Easy to See Growing Number of Young Growers and Researchers
Can you feel it? There’s definitely something in the air. I’m writing this as we’re suffering a Polar Vortex and the icy cold air packs quite a bite, but that’s not what I’m talking about.
It’s hard not to miss the winds of change.
I’ve attended a few winter meetings this off-season and I’ve noticed the number of young growers, researchers, and other folks in our markets keeps growing. Yes, I know the average age of farmers is slowly inching upward and 53% of those who took our 2019 State of the Industry Survey say they do not have someone of the next generation to assume leadership of their operation.

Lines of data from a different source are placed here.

use std::cell::Cell;
use std::rc::Rc;

use boxmark_canvas::{Canvas, CanvasMode, InputEvent, PointerButton, Shape, Vector2Int};
use boxmark_core::{AppEvent, CanvasEvent, EventBus};
use boxmark_settings::CanvasSettings;

// 800x600 widget showing a 400x300 image at scale 1; the image's top-left
// pixel sits at widget (200, 150).
fn canvas() -> Canvas {
    let mut canvas = Canvas::new(CanvasSettings::default(), EventBus::shared());
    canvas.resize(Vector2Int::new(800, 600));
    canvas.set_image_size(Vector2Int::new(400, 300));
    canvas
}

fn at(x: i32, y: i32) -> Vector2Int {
    Vector2Int::new(200 + x, 150 + y)
}

fn drag(canvas: &mut Canvas, button: PointerButton, from: Vector2Int, to: Vector2Int) {
    canvas.handle(InputEvent::PointerPressed { button, pos: from });
    canvas.handle(InputEvent::PointerMoved(to));
    canvas.handle(InputEvent::PointerReleased { button, pos: to });
}

fn click(canvas: &mut Canvas, button: PointerButton, pos: Vector2Int) {
    canvas.handle(InputEvent::PointerPressed { button, pos });
    canvas.handle(InputEvent::PointerReleased { button, pos });
}

#[test]
fn test_create_shape_from_drag() {
    let mut canvas = canvas().with_label_prompt(|title: &str, initial: &str| {
        assert_eq!(title, "Create Shape");
        assert!(initial.is_empty());
        Some("cat".to_string())
    });
    canvas.create_mode();
    drag(&mut canvas, PointerButton::Left, at(60, 50), at(10, 20));

    assert_eq!(canvas.mode(), CanvasMode::Edit);
    assert_eq!(canvas.shape_count(), 1);
    let shape = &canvas.shapes()[0];
    assert_eq!(shape.name(), "cat");
    assert_eq!(shape.bounds(), (Vector2Int::new(10, 20), Vector2Int::new(60, 50)));
}

#[test]
fn test_create_below_threshold_is_discarded() {
    let asked = Rc::new(Cell::new(false));
    let flag = asked.clone();
    let mut canvas = canvas().with_label_prompt(move |_: &str, _: &str| {
        flag.set(true);
        Some("cat".to_string())
    });
    canvas.create_mode();
    drag(&mut canvas, PointerButton::Left, at(10, 10), at(15, 15));

    assert_eq!(canvas.mode(), CanvasMode::Edit);
    assert_eq!(canvas.shape_count(), 0);
    assert!(!asked.get());
}

#[test]
fn test_create_with_empty_label_is_cancelled() {
    let mut canvas = canvas().with_label_prompt(|_: &str, _: &str| Some(String::new()));
    canvas.create_mode();
    drag(&mut canvas, PointerButton::Left, at(10, 10), at(100, 100));

    assert_eq!(canvas.mode(), CanvasMode::Edit);
    assert_eq!(canvas.shape_count(), 0);
}

#[test]
fn test_create_when_zoomed_uses_image_pixels() {
    let mut canvas = canvas().with_label_prompt(|_: &str, _: &str| Some("car".to_string()));
    canvas.set_scale(2.0);
    // scaled image (800x600) fills the widget exactly
    assert_eq!(canvas.pixmap_rel_pos(), Vector2Int::ZERO);

    canvas.create_mode();
    drag(
        &mut canvas,
        PointerButton::Left,
        Vector2Int::new(100, 100),
        Vector2Int::new(200, 160),
    );
    assert_eq!(
        canvas.shapes()[0].bounds(),
        (Vector2Int::new(50, 50), Vector2Int::new(100, 80))
    );
}

#[test]
fn test_create_is_clipped_to_image() {
    let mut canvas = canvas().with_label_prompt(|_: &str, _: &str| Some("sky".to_string()));
    canvas.create_mode();
    drag(&mut canvas, PointerButton::Left, at(-50, -50), at(500, 20));

    assert_eq!(
        canvas.shapes()[0].bounds(),
        (Vector2Int::new(0, 0), Vector2Int::new(400, 20))
    );
}

#[test]
fn test_copy_and_paste() {
    let offered = Rc::new(Cell::new(None));
    let seen = offered.clone();
    let mut canvas = canvas().with_paste_menu(move |pos: Vector2Int| {
        seen.set(Some(pos));
        true
    });
    canvas.add_shape(Shape::from_corners("cat", Vector2Int::new(10, 10), Vector2Int::new(50, 50)));

    canvas.handle(InputEvent::PointerPressed {
        button: PointerButton::Right,
        pos: at(20, 20),
    });
    assert_eq!(canvas.mode(), CanvasMode::Copy);
    canvas.handle(InputEvent::PointerMoved(at(100, 100)));
    assert_eq!(
        canvas.shape_copy().map(|s| s.top_left()),
        Some(Vector2Int::new(90, 90))
    );

    // released after a drag: no menu yet
    canvas.handle(InputEvent::PointerReleased {
        button: PointerButton::Right,
        pos: at(100, 100),
    });
    assert_eq!(canvas.mode(), CanvasMode::Copy);
    assert_eq!(offered.get(), None);

    click(&mut canvas, PointerButton::Right, at(100, 100));
    assert_eq!(offered.get(), Some(Vector2Int::new(90, 90)));
    assert_eq!(canvas.mode(), CanvasMode::Edit);
    assert_eq!(canvas.shape_count(), 2);
    assert!(canvas.shape_copy().is_none());

    let pasted = &canvas.shapes()[1];
    assert_eq!(pasted.name(), "cat");
    assert_eq!(pasted.bounds(), (Vector2Int::new(90, 90), Vector2Int::new(130, 130)));
    assert_eq!(canvas.selected_ids(), &[pasted.id()]);
}

#[test]
fn test_copy_follows_pointer_within_image() {
    let mut canvas = canvas();
    canvas.add_shape(Shape::from_corners("cat", Vector2Int::new(10, 10), Vector2Int::new(50, 50)));
    canvas.handle(InputEvent::PointerPressed {
        button: PointerButton::Right,
        pos: at(20, 20),
    });
    canvas.handle(InputEvent::PointerMoved(at(1000, 1000)));
    assert_eq!(
        canvas.shape_copy().map(|s| s.bot_right()),
        Some(Vector2Int::new(400, 300))
    );
}

#[test]
fn test_left_click_cancels_copy() {
    let mut canvas = canvas();
    canvas.add_shape(Shape::from_corners("cat", Vector2Int::new(10, 10), Vector2Int::new(50, 50)));
    canvas.handle(InputEvent::PointerPressed {
        button: PointerButton::Right,
        pos: at(20, 20),
    });
    canvas.handle(InputEvent::PointerMoved(at(200, 200)));
    click(&mut canvas, PointerButton::Left, at(200, 200));

    assert_eq!(canvas.mode(), CanvasMode::Edit);
    assert!(canvas.shape_copy().is_none());
    assert_eq!(canvas.shape_count(), 1);
}

#[test]
fn test_declined_paste_discards_copy() {
    let mut canvas = canvas().with_paste_menu(|_: Vector2Int| false);
    canvas.add_shape(Shape::from_corners("cat", Vector2Int::new(10, 10), Vector2Int::new(50, 50)));
    click(&mut canvas, PointerButton::Right, at(20, 20));

    assert_eq!(canvas.mode(), CanvasMode::Edit);
    assert!(canvas.shape_copy().is_none());
    assert_eq!(canvas.shape_count(), 1);

    // a new right press starts a fresh copy from the shape under the pointer
    canvas.handle(InputEvent::PointerPressed {
        button: PointerButton::Right,
        pos: at(30, 30),
    });
    assert_eq!(canvas.mode(), CanvasMode::Copy);
    assert_eq!(
        canvas.shape_copy().map(|s| s.top_left()),
        Some(Vector2Int::new(10, 10))
    );
}

#[test]
fn test_delete_during_shape_drag() {
    let mut canvas = canvas();
    canvas.add_shape(Shape::from_corners("cat", Vector2Int::new(10, 10), Vector2Int::new(50, 50)));
    canvas.handle(InputEvent::PointerPressed {
        button: PointerButton::Left,
        pos: at(20, 20),
    });
    assert_eq!(canvas.mode(), CanvasMode::MovingShape);

    assert_eq!(canvas.delete(), vec![1]);
    assert_eq!(canvas.mode(), CanvasMode::Edit);
    assert_eq!(canvas.shape_count(), 0);

    canvas.handle(InputEvent::PointerMoved(at(80, 80)));
    canvas.handle(InputEvent::PointerReleased {
        button: PointerButton::Left,
        pos: at(80, 80),
    });
    assert_eq!(canvas.mode(), CanvasMode::Edit);
    assert!(canvas.highlighted().is_none());
}

#[test]
fn test_group_move_keeps_formation() {
    let mut canvas = canvas();
    canvas.add_shape(Shape::from_corners("a", Vector2Int::new(10, 10), Vector2Int::new(50, 50)));
    canvas.add_shape(Shape::from_corners("b", Vector2Int::new(100, 100), Vector2Int::new(120, 130)));
    canvas.multi_select_mode();

    click(&mut canvas, PointerButton::Left, at(20, 20));
    click(&mut canvas, PointerButton::Left, at(110, 110));
    assert_eq!(canvas.selected_ids(), &[1, 2]);

    drag(&mut canvas, PointerButton::Left, at(20, 20), at(40, 30));
    assert_eq!(canvas.shapes()[0].top_left(), Vector2Int::new(30, 20));
    assert_eq!(canvas.shapes()[1].top_left(), Vector2Int::new(120, 110));
    assert_eq!(canvas.selected_ids(), &[1, 2]);
}

#[test]
fn test_vertex_drag_through_opposite_corner() {
    let mut canvas = canvas();
    canvas.add_shape(Shape::from_corners("cat", Vector2Int::new(10, 10), Vector2Int::new(50, 50)));

    canvas.handle(InputEvent::PointerPressed {
        button: PointerButton::Left,
        pos: at(50, 50),
    });
    assert_eq!(canvas.mode(), CanvasMode::MovingVertex);
    canvas.handle(InputEvent::PointerMoved(at(5, 5)));
    assert_eq!(
        canvas.shapes()[0].bounds(),
        (Vector2Int::new(5, 5), Vector2Int::new(10, 10))
    );
    canvas.handle(InputEvent::PointerMoved(at(30, 40)));
    canvas.handle(InputEvent::PointerReleased {
        button: PointerButton::Left,
        pos: at(30, 40),
    });

    assert_eq!(
        canvas.shapes()[0].bounds(),
        (Vector2Int::new(10, 10), Vector2Int::new(30, 40))
    );
    assert_eq!(canvas.mode(), CanvasMode::Edit);
}

#[test]
fn test_focus_lost_mid_gesture() {
    let mut canvas = canvas();
    canvas.add_shape(Shape::from_corners("cat", Vector2Int::new(10, 10), Vector2Int::new(50, 50)));
    canvas.handle(InputEvent::PointerPressed {
        button: PointerButton::Left,
        pos: at(50, 50),
    });
    canvas.handle(InputEvent::FocusLost);
    assert_eq!(canvas.mode(), CanvasMode::Edit);

    canvas.handle(InputEvent::PointerMoved(at(100, 100)));
    assert_eq!(
        canvas.shapes()[0].bounds(),
        (Vector2Int::new(10, 10), Vector2Int::new(50, 50))
    );
}

#[test]
fn test_events_for_create_and_select() {
    let mut canvas = canvas().with_label_prompt(|_: &str, _: &str| Some("cat".to_string()));
    let mut rx = canvas.bus().receiver();

    canvas.create_mode();
    drag(&mut canvas, PointerButton::Left, at(10, 10), at(60, 60));
    click(&mut canvas, PointerButton::Left, at(30, 30));

    let mut events = Vec::new();
    while let Ok(AppEvent::Canvas(event)) = rx.try_recv() {
        events.push(event);
    }
    assert!(events.contains(&CanvasEvent::ShapeAdded {
        id: 1,
        label: "cat".to_string()
    }));
    assert!(events.contains(&CanvasEvent::ModeChanged {
        mode: "create".to_string()
    }));
    assert!(events.contains(&CanvasEvent::ShapeSelected { id: 1 }));
}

But that said, change is happening.
When I first started writing for this magazine about a half-dozen years ago, the number of young growers coming to winter meetings were limited. There were a few, generally towing along with dad and grandpa like a third wheel. Or, they were all bunched together in the back of the room, hunched over and disinterested.
Also underrepresented were the young researchers and grad students presenting on topics.
But things have changed in just the few years I’ve been doing what I’ve been doing.
And nowhere is it more noticeable than with the Young Growers Alliance (YGA) in the Mid-Atlantic. I recently attended their lunch at the Mid-Atlantic Fruit & Vegetable Convention in Hershey, PA, and I was impressed by how many bright young folks are coming into the industry — from all over the region. Some are third- and fourth-generation, sometimes even fifth-generation. And, it wasn’t just growers, there are a lot of new faces in research and Extension.
Tracy Leskey, Director of the USDA-ARS Appalachian Fruit Research Station, was a guest speaker at the lunch. Leskey, known for her work leading a nationwide project on the brown marmorated stink bug, remarked how she’s worked with attendees’ parents and grandparents.
The YGA is no stranger to the pages of this magazine. They’re one of the first and most robust young grower programs in the specialty crop industry, and many other states look to them as a role model. They travel around the country and the world to learn about cutting-edge horticultural practices. Professional development is a key part of what they do, and it’s not something to be overlooked. They also help serve underprivileged growers in Central America as part of the Nicaragua Ag Extension Project.
What I love about YGA is just how much the group feels like one big family, where they’re all working together to help bring the fruit (and vegetable) industry in the Mid-Atlantic into the future.
What’s also heartening to me is to see the number of young researchers presenting on key topics that impact growers. At Mid-Atlantic there were presentations on enhancing fruit color, alleviating bitter rot, and employing biological controls of brown marmorated stink bug. I was struck by just how many young faces I saw, and I think this is a reflection of the industry as a whole.
This influx of folks who are choosing agriculture and farming as a career is something worth noting. It’s a sign that the future is bright for young fruit growers. I’m going to keep doing my part to promote young professionals in the ag industry, and I encourage you to do so as well.
We need all the bright minds in this industry we can get!